Mining strings from a HTML document.

Thu Jan 26 04:54:55 EST 2006

Runsun Pan helped me out with the following:

    You can also try the following very primitive solution that I
sometimes
    use to extract simple information in a quick and dirty way:

    def extract(text,s1,s2):
        ''' Extract strings wrapped between s1 and s2.
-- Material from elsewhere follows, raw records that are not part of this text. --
//! Snap engine
//!
//! Two entry points share the same layouts: the proximity preview computed
//! on every move tick ([`SnapPreview::at`]), and [`apply_snap`] which
//! rewrites a window's geometry either when a move is released over an
//! active preview or when a layout is picked from the snap menu.

mod layout;
mod proximity;

pub use layout::SnapLayout;
pub use proximity::snap_at;

use serde::Serialize;
use tracing::debug;

use crate::math::{Rect, Size, Vec2};
use crate::types::WindowId;
use crate::window::WindowManager;

/// Overlay hinting which layout a release would commit
#[derive(Clone, Copy, Debug, PartialEq, Serialize)]
pub struct SnapPreview {
    pub layout: SnapLayout,
    pub rect: Rect,
}

impl SnapPreview {
    /// Preview for a pointer at `pointer` on a surface of `surface` size
    pub fn at(pointer: Vec2, surface: Size, margin: f32) -> Option<Self> {
        snap_at(pointer, surface, margin).map(|layout| Self {
            layout,
            rect: layout.rect(surface),
        })
    }
}

/// Snap a window to `layout` on a surface of `surface` size
///
/// Sets the maximized flag from the layout, replaces the free-form
/// geometry for non-maximizing layouts, and focuses the window.
/// Returns false if the window is not open.
pub fn apply_snap(windows: &mut WindowManager, id: WindowId, layout: SnapLayout, surface: Size) -> bool {
    let maximize = layout.maximizes();
    if !windows.set_maximized(id, maximize) {
        return false;
    }
    if !maximize {
        windows.set_rect(id, layout.rect(surface));
    }
    windows.bring_to_front(id);
    debug!(id, %layout, "snap applied");
    true
}

#[cfg(test)]
mod tests {
    use super::*;

    const SURFACE: Size = Size::new(1000.0, 800.0);

    #[test]
    fn test_preview_carries_layout_rect() {
        let preview = SnapPreview::at(Vec2::new(990.0, 400.0), SURFACE, 20.0).unwrap();
        assert_eq!(preview.layout, SnapLayout::Right);
        assert_eq!(preview.rect, Rect::new(500.0, 0.0, 500.0, 800.0));

        assert!(SnapPreview::at(Vec2::new(500.0, 400.0), SURFACE, 20.0).is_none());
    }

    #[test]
    fn test_apply_half_layout() {
        let mut wm = WindowManager::new();
        let a = wm.open("sales", "Sales");
        let b = wm.open("inventory", "Inventory");

        assert!(apply_snap(&mut wm, a, SnapLayout::Left, SURFACE));
        let window = wm.get(a).unwrap();
        assert_eq!(window.rect, Rect::new(0.0, 0.0, 500.0, 800.0));
        assert!(!window.maximized);
        assert!(window.z_index > wm.get(b).unwrap().z_index);
    }

    #[test]
    fn test_apply_full_keeps_geometry() {
        let mut wm = WindowManager::new();
        let id = wm.open("sales", "Sales");
        let before = wm.get(id).unwrap().rect;

        assert!(apply_snap(&mut wm, id, SnapLayout::Full, SURFACE));
        let window = wm.get(id).unwrap();
        assert!(window.maximized);
        assert_eq!(window.rect, before);
    }

    #[test]
    fn test_apply_non_full_clears_maximize() {
        let mut wm = WindowManager::new();
        let id = wm.open("sales", "Sales");
        wm.toggle_maximize(id);

        assert!(apply_snap(&mut wm, id, SnapLayout::Column3, Size::new(1200.0, 600.0)));
        let window = wm.get(id).unwrap();
        assert!(!window.maximized);
        assert_eq!(window.rect, Rect::new(800.0, 0.0, 400.0, 600.0));
    }

    #[test]
    fn test_apply_to_missing_window() {
        let mut wm = WindowManager::new();
        let counter = wm.z_counter();
        assert!(!apply_snap(&mut wm, 42, SnapLayout::Left, SURFACE));
        assert_eq!(wm.z_counter(), counter);
    }
}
        >>> t="""this is a <span>test</span> for <span>extract()</span>
            that <span>does multiple extract</span> """
        >>> extract(t,'<span>','</span>')
        ['test', 'extract()', 'does multiple extract']

        '''
        beg = [1,0][text.startswith(s1)]
        tmp = text.split(s1)[beg:]
        end = [len(tmp), len(tmp)+1][ text.endswith(s2)]
        return [ x.split(s2)[0] for x in tmp if
len(x.split(s2))>1][:end]

This will help out a  *lot*! Thank you. This is a better bet than the
parser in this particular implementation because the data I need is not
encapsulated in tags! Field names are within <b></b> tags followed by
plain text data and ended with a <br> tag. This was my main problem
with a parser, but your extract fuction solves it beautifully!

I'm posting back to the NG in just in case it is of value to anyone
else.

Could you/anyone explain the 4 lines of code to me though? A crash
course in Python shorthand? What does it mean when you use two sets of
brackets as in : beg = [1,0][text.startswith(s1)] ?

Thanks for the help!
-d-